Nach seinem abrupten Karriereende sorgte Ullrich auch außerhalb des Sports für Negativschlagzeilen. Nachdem seine Ehe mit Frau Sara zerbrochen war, kam es auf Mallorca zum „Totalabsturz“, wie er dem „Stern“ erzählte. Ullrich trank „Whiskey wie Wasser“ und kokste, sagte er in der Doku. Nach einem Streit mit Nachbar und TV-Star Til Schweiger landete Ullrich für eine Nacht im Gefängnis und wenig später in einer Privatklinik für Suchterkrankungen.

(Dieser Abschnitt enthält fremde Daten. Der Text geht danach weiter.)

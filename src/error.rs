//! Error types for ferro-annotate
//!
//! Every failure the annotator can surface is a [`FerroError`]. Each variant
//! maps onto an [`ErrorCode`] so callers can branch on a stable identifier
//! instead of matching message text.
//!
//! Classification errors signal that the annotation provider's coordinates
//! and sequence disagree for a locus. They abort the whole
//! `describe_variant` call; there is no partial result.

use std::fmt;
use thiserror::Error;

/// Error codes for categorizing errors
#[derive(Debug, Clone, Copy, PartialEq, Eq, Hash)]
#[repr(u16)]
pub enum ErrorCode {
    // Input errors (E1xxx)
    /// Variant alleles or position are malformed
    InvalidVariant = 1001,

    // Annotation data errors (E2xxx)
    /// Genes overlap the variant but no transcripts do
    NoTranscriptsForOverlappingGene = 2001,

    // Classification errors (E3xxx)
    /// Spliced offset precedes the transcript's first base
    CoordinateOutOfRange = 3001,
    /// Coding sequence disagrees with the reference allele
    ReferenceMismatch = 3002,
    /// Variant span ends inside an intron
    ExonIntronBoundary = 3003,
    /// Variant span crosses the UTR/CDS boundary
    UtrCdsBoundary = 3004,

    // IO errors (E9xxx)
    /// File IO error
    IoError = 9001,
    /// JSON parsing error
    JsonError = 9002,
    /// Configuration error
    ConfigError = 9003,
}

impl ErrorCode {
    /// Get the error code as a string (e.g., "E3002")
    pub fn as_str(&self) -> String {
        format!("E{:04}", *self as u16)
    }

    /// Get a brief description of this error code
    pub fn description(&self) -> &'static str {
        match self {
            ErrorCode::InvalidVariant => "invalid variant",
            ErrorCode::NoTranscriptsForOverlappingGene => "no transcripts for overlapping gene",
            ErrorCode::CoordinateOutOfRange => "coordinate out of range",
            ErrorCode::ReferenceMismatch => "reference sequence mismatch",
            ErrorCode::ExonIntronBoundary => "variant crosses exon-intron boundary",
            ErrorCode::UtrCdsBoundary => "variant crosses UTR-CDS boundary",
            ErrorCode::IoError => "file I/O error",
            ErrorCode::JsonError => "JSON parsing error",
            ErrorCode::ConfigError => "configuration error",
        }
    }
}

impl fmt::Display for ErrorCode {
    fn fmt(&self, f: &mut fmt::Formatter<'_>) -> fmt::Result {
        write!(f, "{}", self.as_str())
    }
}

/// Main error type for ferro-annotate operations
#[derive(Error, Debug, Clone, PartialEq)]
pub enum FerroError {
    /// Variant could not be constructed from the given fields
    #[error("Invalid variant: {msg}")]
    InvalidVariant { msg: String },

    /// Gene annotation claims coverage that transcript annotation does not back up
    #[error("No transcripts found for variant {variant} overlapping genes {genes:?}")]
    NoTranscriptsForOverlappingGene { variant: String, genes: Vec<String> },

    /// A genomic position mapped upstream of the transcript's first base
    #[error("Position {position} is before start of transcript {transcript} (spliced offset {offset})")]
    CoordinateOutOfRange {
        transcript: String,
        position: u64,
        offset: i64,
    },

    /// Coding sequence at the computed offsets differs from the reference allele
    #[error(
        "Reference mismatch in {transcript} for {variant} (offset {start}:{end}): expected {expected}, found {found}"
    )]
    ReferenceSequenceMismatch {
        transcript: String,
        variant: String,
        start: i64,
        end: i64,
        expected: String,
        found: String,
    },

    /// Variant span ends in an intron, so it has no spliced offset
    #[error("Variant {variant} spans an exon-intron boundary of {transcript} at position {position}")]
    ExonIntronBoundary {
        transcript: String,
        variant: String,
        position: u64,
    },

    /// Variant span covers both UTR and coding sequence
    #[error("Variant {variant} spans a UTR-CDS boundary of {transcript} (offset {start}:{end})")]
    UtrCdsBoundary {
        transcript: String,
        variant: String,
        start: i64,
        end: i64,
    },

    /// IO error (for file operations)
    #[error("IO error: {msg}")]
    Io { msg: String },

    /// JSON parsing error
    #[error("JSON error: {msg}")]
    Json { msg: String },

    /// Configuration could not be read or is invalid
    #[error("Configuration error: {msg}")]
    Config { msg: String },
}

impl FerroError {
    /// Create an invalid-variant error
    pub fn invalid_variant(msg: impl Into<String>) -> Self {
        FerroError::InvalidVariant { msg: msg.into() }
    }

    /// Get the error code
    pub fn code(&self) -> ErrorCode {
        match self {
            FerroError::InvalidVariant { .. } => ErrorCode::InvalidVariant,
            FerroError::NoTranscriptsForOverlappingGene { .. } => {
                ErrorCode::NoTranscriptsForOverlappingGene
            }
            FerroError::CoordinateOutOfRange { .. } => ErrorCode::CoordinateOutOfRange,
            FerroError::ReferenceSequenceMismatch { .. } => ErrorCode::ReferenceMismatch,
            FerroError::ExonIntronBoundary { .. } => ErrorCode::ExonIntronBoundary,
            FerroError::UtrCdsBoundary { .. } => ErrorCode::UtrCdsBoundary,
            FerroError::Io { .. } => ErrorCode::IoError,
            FerroError::Json { .. } => ErrorCode::JsonError,
            FerroError::Config { .. } => ErrorCode::ConfigError,
        }
    }

    /// Get a formatted error prefixed with its code
    pub fn detailed_message(&self) -> String {
        format!("[{}] {}", self.code(), self)
    }

    /// Whether this error means the provider's data for the locus is inconsistent
    pub fn is_data_inconsistency(&self) -> bool {
        matches!(
            self,
            FerroError::NoTranscriptsForOverlappingGene { .. }
                | FerroError::CoordinateOutOfRange { .. }
                | FerroError::ReferenceSequenceMismatch { .. }
        )
    }
}

impl From<std::io::Error> for FerroError {
    fn from(err: std::io::Error) -> Self {
        FerroError::Io {
            msg: err.to_string(),
        }
    }
}

impl From<serde_json::Error> for FerroError {
    fn from(err: serde_json::Error) -> Self {
        FerroError::Json {
            msg: err.to_string(),
        }
    }
}

impl From<toml::de::Error> for FerroError {
    fn from(err: toml::de::Error) -> Self {
        FerroError::Config {
            msg: err.to_string(),
        }
    }
}
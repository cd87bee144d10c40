//! DNA sequence utilities

/// Reverse complement a DNA sequence
///
/// Reverses the sequence and complements each nucleotide:
/// - A <-> T
/// - G <-> C
/// - Case is preserved
/// - Non-ATGC characters (N, IUPAC ambiguity codes) pass through unchanged
///
/// # Examples
///
/// ```
/// use ferro_annotate::sequence::reverse_complement;
///
/// assert_eq!(reverse_complement("ATGC"), "GCAT");
/// assert_eq!(reverse_complement("aattggcc"), "ggccaatt");
/// assert_eq!(reverse_complement("ATGN"), "NCAT");
/// ```
pub fn reverse_complement(seq: &str) -> String {
    seq.chars().rev().map(complement).collect()
}

/// Complement a single base, passing unknown characters through
pub fn complement(base: char) -> char {
    match base {
        'A' => 'T',
        'T' => 'A',
        'G' => 'C',
        'C' => 'G',
        'a' => 't',
        't' => 'a',
        'g' => 'c',
        'c' => 'g',
        _ => base,
    }
}

/// Check that a sequence uses only the `ACGTN` alphabet (either case)
///
/// The empty string is accepted; callers that require a base check length
/// separately.
pub fn is_dna(seq: &str) -> bool {
    seq.bytes()
        .all(|b| matches!(b.to_ascii_uppercase(), b'A' | b'C' | b'G' | b'T' | b'N'))
}

#[cfg(test)]
mod tests {
    use super::*;

    #[test]
    fn test_reverse_complement_basic() {
        assert_eq!(reverse_complement("ATGC"), "GCAT");
        assert_eq!(reverse_complement(""), "");
    }

    #[test]
    fn test_reverse_complement_single_base() {
        assert_eq!(reverse_complement("A"), "T");
        assert_eq!(reverse_complement("T"), "A");
        assert_eq!(reverse_complement("G"), "C");
        assert_eq!(reverse_complement("C"), "G");
    }

    #[test]
    fn test_reverse_complement_mixed_case() {
        assert_eq!(reverse_complement("AtGc"), "gCaT");
    }

    #[test]
    fn test_reverse_complement_with_n() {
        assert_eq!(reverse_complement("ATGN"), "NCAT");
        assert_eq!(reverse_complement("ANT"), "ANT");
    }

    #[test]
    fn test_reverse_complement_involution() {
        let seq = "ATGCATGCCCGTTANNAGT";
        assert_eq!(reverse_complement(&reverse_complement(seq)), seq);
    }

    #[test]
    fn test_reverse_complement_real_codon() {
        // ATG (start codon) -> CAT
        assert_eq!(reverse_complement("ATG"), "CAT");
        // TGA (stop codon) -> TCA
        assert_eq!(reverse_complement("TGA"), "TCA");
    }

    #[test]
    fn test_is_dna() {
        assert!(is_dna("ACGTN"));
        assert!(is_dna("acgtn"));
        assert!(is_dna(""));
        assert!(!is_dna("ACGU"));
        assert!(!is_dna("AC-GT"));
        assert!(!is_dna("ACGR"));
    }
}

Unterstützung von ehemaligem Rivalen Armstrong

Einer der ersten Besucher war Armstrong, der seinem alten Rivalen half. Der US-Amerikaner überredete Ullrich, einen Entzug zu machen, damit es ihm nicht ergehe wie dem 2004 an einer Überdosis verstorbenen Italiener Marco Pantani. „Ich hätte es nicht ertragen können, noch einen von uns zu verlieren“, sagte Armstrong im Interview mit der „Zeit“.

Viele Weggefährten waren am Mittwoch nach München zur Vorstellung von Ullrichs Doku gekommen, darunter auch sein Ex-Teamchef Olaf Ludwig, sein Sportlicher Leiter Rudy Pevenage, Ex-Kollegen wie Ivan Basso, Jens Heppner und Danilo Hondo und sein Jugendtrainer Peter Sager. Selbst die Mutter seines Rivalen Pantani, dem sich Ullrich 1998 im Kampf um den Tour-Sieg beugen musste, war anwesend.